An old man stepped up to the counter and handed me the third tract of the night. He said in a somber voice, obviously used to being heard, “Young man, have you accepted Jesus Christ as your personal Lord and Savior?”

“I don’t think anything can save me, to be honest,” I said without looking up from the book.

“You are not beyond salvation. None of us are.”

“You might be surprised,” I told him, not that he believed me. They never do. If I became a priest and lived in absolute consecrated piety for the rest of my life, I would still die and go to hell. There was no question of that. I knew there was a place set aside just for me.

The front of the tract he’d given me had a picture of badly drawn angels descending a long ladder from Heaven to the earth. Beneath them lay a small suburban house, presumably the house they were protecting from evil things like me. It was then I decided I had to go back to the Berger house and take a look around those woods.

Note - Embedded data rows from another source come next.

//! The nondeterministic single-tape engine.
//!
//! Exploration is an explicit breadth-first worklist of owned configurations
//! rather than recursion: branch lifetime and tape ownership stay explicit,
//! and the exploration budget is a plain counter check. Sibling alternatives
//! are expanded in definition order, which fixes the reported path order.

use std::collections::{HashMap, HashSet, VecDeque};

use crate::tape::Tape;
use crate::types::{Action, MachineDefinition, MachineError, Snapshot};
use crate::validator;

/// One in-flight branch of the exploration: a machine state, an owned tape
/// copy, and the snapshots of every configuration that led here.
#[derive(Debug, Clone)]
struct Configuration {
    state: String,
    tape: Tape,
    path: Vec<Snapshot>,
}

/// The result of one breadth-first exploration.
///
/// The engine never claims "rejected" outright: an empty `accepted_paths`
/// with `timeout == false` is the only sound basis for rejection.
#[derive(Debug, Clone, PartialEq, Eq)]
pub struct Exploration {
    /// Every accepting run found, in breadth-first discovery order, so the
    /// shortest accepting run comes first.
    pub accepted_paths: Vec<Vec<Snapshot>>,
    /// The number of configurations dequeued, including discarded branches.
    pub paths_explored: usize,
    /// True when the budget ran out with configurations still unexplored.
    pub timeout: bool,
}

/// A nondeterministic single-tape Turing machine. The table maps
/// `(state, symbol)` to an ordered, non-empty list of alternatives.
pub struct NondeterministicMachine {
    table: HashMap<(String, char), Vec<Action>>,
    initial_state: String,
    accept_states: HashSet<String>,
    input_alphabet: HashSet<char>,
    blank: char,
}

impl NondeterministicMachine {
    /// Builds a machine from a wire definition, validating it eagerly.
    /// Several rules may share a `(state, read)` pair; they become that key's
    /// alternatives in definition order.
    pub fn from_definition(def: &MachineDefinition) -> Result<Self, MachineError> {
        validator::validate(def)?;

        if def.arity() != 1 {
            return Err(MachineError::InvalidDefinition(format!(
                "nondeterministic machines are single-tape, definition has arity {}",
                def.arity()
            )));
        }

        let mut table: HashMap<(String, char), Vec<Action>> = HashMap::new();
        for rule in &def.rules {
            table
                .entry((rule.state.clone(), rule.read[0]))
                .or_default()
                .push(Action {
                    write: rule.write[0],
                    direction: rule.directions[0],
                    next_state: rule.next_state.clone(),
                });
        }

        Ok(Self {
            table,
            initial_state: def.initial_state.clone(),
            accept_states: def.accept_states.iter().cloned().collect(),
            input_alphabet: def.input_alphabet.iter().copied().collect(),
            blank: def.blank,
        })
    }

    /// Explores the configuration tree reachable from `word` breadth-first,
    /// dequeuing at most `path_budget` configurations.
    ///
    /// An accepting configuration terminates its branch and contributes its
    /// full path; a configuration with no applicable transition is silently
    /// discarded. Both count toward `paths_explored`.
    pub fn simulate(&self, word: &str, path_budget: usize) -> Result<Exploration, MachineError> {
        self.check_word(word)?;

        let mut worklist: VecDeque<Configuration> = VecDeque::new();
        worklist.push_back(Configuration {
            state: self.initial_state.clone(),
            tape: Tape::new(word, self.blank),
            path: Vec::new(),
        });

        let mut accepted_paths: Vec<Vec<Snapshot>> = Vec::new();
        let mut paths_explored = 0;

        while paths_explored < path_budget {
            let Some(mut config) = worklist.pop_front() else {
                break;
            };
            paths_explored += 1;

            let snapshot = Snapshot {
                step: config.path.len(),
                state: config.state.clone(),
                symbol: config.tape.read(),
                head: config.tape.head(),
                tape: config.tape.render(),
            };

            if self.accept_states.contains(&config.state) {
                config.path.push(snapshot);
                accepted_paths.push(config.path);
                continue;
            }

            let symbol = config.tape.read();
            let Some(alternatives) = self.table.get(&(config.state.clone(), symbol)) else {
                // No applicable transition: the branch dies here.
                continue;
            };

            for action in alternatives {
                let mut tape = config.tape.clone();
                tape.write(action.write);
                tape.shift(action.direction);

                let mut path = config.path.clone();
                path.push(snapshot.clone());

                worklist.push_back(Configuration {
                    state: action.next_state.clone(),
                    tape,
                    path,
                });
            }
        }

        Ok(Exploration {
            accepted_paths,
            paths_explored,
            timeout: !worklist.is_empty(),
        })
    }

    fn check_word(&self, word: &str) -> Result<(), MachineError> {
        let mut offending: Vec<char> = word
            .chars()
            .filter(|c| !self.input_alphabet.contains(c))
            .collect();

        if offending.is_empty() {
            Ok(())
        } else {
            offending.sort_unstable();
            offending.dedup();
            Err(MachineError::InvalidWord(offending))
        }
    }
}
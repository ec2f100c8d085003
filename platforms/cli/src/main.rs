use clap::{Parser, ValueEnum};
use std::path::Path;
use std::process::ExitCode;

use tmsim::loader::DefinitionLoader;
use tmsim::machine::DeterministicMachine;
use tmsim::multitape::MultiTapeMachine;
use tmsim::nondeterministic::NondeterministicMachine;
use tmsim::types::{MachineError, DEFAULT_MAX_STEPS, DEFAULT_PATH_BUDGET};

#[derive(Clone, Copy, ValueEnum)]
enum Engine {
    /// Single-tape deterministic execution
    Deterministic,
    /// Breadth-first nondeterministic exploration
    Nondeterministic,
    /// Synchronized k-tape execution
    Multitape,
}

#[derive(Parser)]
#[clap(author, version, about, long_about = None, arg_required_else_help = true)]
struct Cli {
    /// The machine definition file (JSON) to execute
    #[clap(short, long)]
    definition: String,

    /// The engine to run the definition with
    #[clap(short, long, value_enum, default_value_t = Engine::Deterministic)]
    engine: Engine,

    /// The input word (single-tape engines)
    #[clap(short, long, default_value = "")]
    word: String,

    /// Initial tape contents, one per tape (multi-tape engine)
    #[clap(short, long)]
    tape: Vec<String>,

    /// Maximum number of steps before the run times out
    #[clap(long, default_value_t = DEFAULT_MAX_STEPS)]
    max_steps: usize,

    /// Maximum number of configurations to explore (nondeterministic engine)
    #[clap(long, default_value_t = DEFAULT_PATH_BUDGET)]
    path_budget: usize,

    /// Print the execution trace
    #[clap(short = 'd', long)]
    trace: bool,
}

fn main() -> ExitCode {
    let cli = Cli::parse();

    match run(&cli) {
        Ok(()) => ExitCode::SUCCESS,
        Err(e) => {
            eprintln!("error: {}", e);
            ExitCode::FAILURE
        }
    }
}

fn run(cli: &Cli) -> Result<(), MachineError> {
    let definition = DefinitionLoader::load(Path::new(&cli.definition))?;

    match cli.engine {
        Engine::Deterministic => {
            let machine = DeterministicMachine::from_definition(&definition)?;
            let outcome = machine.simulate(&cli.word, cli.max_steps)?;

            if cli.trace {
                for snapshot in &outcome.trace {
                    println!("{:>4}  {}", snapshot.step, snapshot);
                }
            }
            println!(
                "{} in {} steps (final state: {})",
                verdict(outcome.accepted),
                outcome.steps,
                outcome.final_state
            );
            if let Some(reason) = &outcome.reason {
                println!("reason: {:?}", reason);
            }
            println!("final tape: {}", outcome.final_tape);
        }
        Engine::Nondeterministic => {
            let machine = NondeterministicMachine::from_definition(&definition)?;
            let exploration = machine.simulate(&cli.word, cli.path_budget)?;

            if cli.trace {
                for (i, path) in exploration.accepted_paths.iter().enumerate() {
                    println!("accepting path {}:", i + 1);
                    for snapshot in path {
                        println!("{:>4}  {}", snapshot.step, snapshot);
                    }
                }
            }
            println!(
                "{} accepting path(s), {} configuration(s) explored{}",
                exploration.accepted_paths.len(),
                exploration.paths_explored,
                if exploration.timeout {
                    ", budget exhausted"
                } else {
                    ""
                }
            );
        }
        Engine::Multitape => {
            let machine = MultiTapeMachine::from_definition(&definition)?;
            let outcome = machine.run(&cli.tape, cli.max_steps)?;

            if cli.trace {
                for snapshot in &outcome.trace {
                    println!("{:>4}  {}", snapshot.step, snapshot);
                }
            }
            println!(
                "{} in {} steps (final state: {})",
                verdict(outcome.accepted),
                outcome.steps,
                outcome.final_state
            );
            for (i, tape) in outcome.final_tapes.iter().enumerate() {
                println!("tape {}: {}", i, tape);
            }
        }
    }

    Ok(())
}

fn verdict(accepted: bool) -> &'static str {
    if accepted {
        "accepted"
    } else {
        "rejected"
    }
}
//! Loading machine definitions from JSON files and strings.

use std::fs;
use std::path::{Path, PathBuf};

use crate::types::{MachineDefinition, MachineError};

/// `DefinitionLoader` reads wire-format machine definitions from individual
/// `.json` files, from raw strings, or from every definition file in a
/// directory.
pub struct DefinitionLoader;

impl DefinitionLoader {
    /// Loads a single machine definition from the specified file path.
    pub fn load(path: &Path) -> Result<MachineDefinition, MachineError> {
        let content = fs::read_to_string(path).map_err(|e| {
            MachineError::File(format!("failed to read file {}: {}", path.display(), e))
        })?;

        Self::load_from_string(&content)
    }

    /// Parses a machine definition from JSON content, e.g. user input.
    pub fn load_from_string(content: &str) -> Result<MachineDefinition, MachineError> {
        serde_json::from_str(content).map_err(|e| MachineError::Parse(e.to_string()))
    }

    /// Loads every `.json` definition in a directory. Directories and files
    /// with other extensions are skipped; each file yields its own result so
    /// one broken definition does not hide the others.
    pub fn load_dir(directory: &Path) -> Vec<Result<(PathBuf, MachineDefinition), MachineError>> {
        if !directory.exists() {
            return vec![Err(MachineError::File(format!(
                "directory {} does not exist",
                directory.display()
            )))];
        }

        let entries = match fs::read_dir(directory) {
            Ok(entries) => entries,
            Err(e) => {
                return vec![Err(MachineError::File(format!(
                    "failed to read directory {}: {}",
                    directory.display(),
                    e
                )))]
            }
        };

        entries
            .filter_map(|entry| {
                let entry = match entry {
                    Ok(entry) => entry,
                    Err(e) => {
                        return Some(Err(MachineError::File(format!(
                            "failed to read directory entry: {}",
                            e
                        ))))
                    }
                };

                let path = entry.path();
                if path.is_dir() || path.extension().is_none_or(|ext| ext != "json") {
                    return None;
                }

                match Self::load(&path) {
                    Ok(definition) => Some(Ok((path, definition))),
                    Err(e) => Some(Err(e)),
                }
            })
            .collect()
    }
}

After the old man left, I had one last customer before I was ready to close up shop for the night. A young woman stepped in with bright bottle-red hair. I instinctively looked up, then felt a letdown inside. It wasn’t Vivian; it was Holly King. She crept up to the counter like a criminal and said she was interested in books on folk medicine for a school project she was working on, specifically abortifacients.

Le sigh.

The following morning I woke to find Ben had left a message on my cell.
He said he was going back to interview the Bergers that afternoon and I could ride shotgun, if I wanted to. He thought maybe I could gleam some kind of information if I went through Cassandra Berger’s possessions. Ben labors under the assumption that I can do psychometry, the psychic ability to learn about an object by touching it. It’s a nice thought, but I can’t do that. I have other mad skills, like the ability to recognize clues. But I wasn’t about to correct Ben; I wanted to see the Bergers again too much.

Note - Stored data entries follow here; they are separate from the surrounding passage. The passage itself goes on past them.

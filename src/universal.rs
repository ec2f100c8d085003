//! The universal machine: a deterministic interpreter for machines that
//! exist only as unary-encoded data.
//!
//! This is deliberately a thin specialization of
//! [`DeterministicMachine`](crate::machine::DeterministicMachine): the table
//! comes from [`crate::encoder::decode`] and the step and halt logic is the
//! shared deterministic routine, so the encode-decode-simulate round trip
//! agrees with direct execution by construction, not just by testing.

use std::collections::HashSet;

use crate::encoder;
use crate::machine::DeterministicMachine;
use crate::types::{MachineError, DEFAULT_BLANK_SYMBOL};

/// The result of one universal run, with the tape re-encoded into the unary
/// alphabet the caller supplied it in.
#[derive(Debug, Clone, PartialEq, Eq)]
pub struct UniversalOutcome {
    /// Whether a caller-supplied accepting state was reached.
    pub accepted: bool,
    /// The unary code of the state the machine stopped in.
    pub final_state: String,
    /// The final tape contents, re-encoded as a word bitstring.
    pub final_tape: String,
    /// The head position at the end of the run.
    pub head: usize,
    /// The number of transitions applied.
    pub steps: usize,
}

/// A deterministic machine whose transition table was decoded from a unary
/// bitstring. States are unary codes; execution starts in `"1"`.
pub struct UniversalMachine {
    machine: DeterministicMachine,
}

impl UniversalMachine {
    /// Decodes `encoded_table` and builds the interpreter around it.
    /// `accept_states` are unary state codes (e.g. `"111"` for state index 2).
    pub fn new(encoded_table: &str, accept_states: &[&str]) -> Result<Self, MachineError> {
        let table = encoder::decode(encoded_table)?;
        let accept_states: HashSet<String> =
            accept_states.iter().map(|state| state.to_string()).collect();

        Ok(Self {
            machine: DeterministicMachine::from_parts(
                table,
                encoder::INITIAL_STATE_CODE.to_string(),
                accept_states,
                DEFAULT_BLANK_SYMBOL,
            ),
        })
    }

    /// Decodes `encoded_word`, runs the shared deterministic engine on it,
    /// and re-encodes the final tape.
    pub fn run(
        &self,
        encoded_word: &str,
        max_steps: usize,
    ) -> Result<UniversalOutcome, MachineError> {
        let word = encoder::decode_word(encoded_word)?;
        let outcome = self.machine.simulate(&word, max_steps)?;

        Ok(UniversalOutcome {
            accepted: outcome.accepted,
            final_state: outcome.final_state,
            final_tape: encoder::encode_word(&outcome.final_tape)?,
            head: outcome.final_head,
            steps: outcome.steps,
        })
    }
}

I called him back and told him to pick me up on the way. I was fresh from my morning shower and I hadn’t overslept. See, I really do know how to act like an adult. After I was dressed and looked human, I put the kettle on in the kitchen. Then I leaned against the sink and called Morgana, who hadn’t come home last night. I felt a small stab of guilt when she picked up. She sounded . . . ahem, busy.

“Yeah, Nick,” she said, sounding out of breath and a tad annoyed. Morgana likes early-morning romps, though I can’t fathom it myself. I am so not a morning person. Sex in the morning is like breakfast; such things should never happen on this plain of existence.

“Sorry. Interrupting, am I?”

“You are. But you’re not sorry about it.” I could hear her squirming around in the sheets, probably trying to find a more private position to talk on her cell.

“Is he good?” I asked.

“Nick!”

“Better than me?”

“Nick, stop it. You’re such a pervert.”

I smiled. “Ben called. He’s going back to interview the Bergers again. He wants me along to look at the little girl’s room.” I paused. “I want to go, Morgana. I want to help find the girl, if I can.”

“What do you need from me, Nick?”

“He’ll be here around eleven. Any chance you can take the shop then? I don’t want to close up with the busy season and all.”

I waited as Morgana checked her schedule on her iPad. “I don’t have any appointments until tonight. I’ll try and get back by ten.”

“I appreciate that.”

“You’re still a pervert,” she said, and hung up.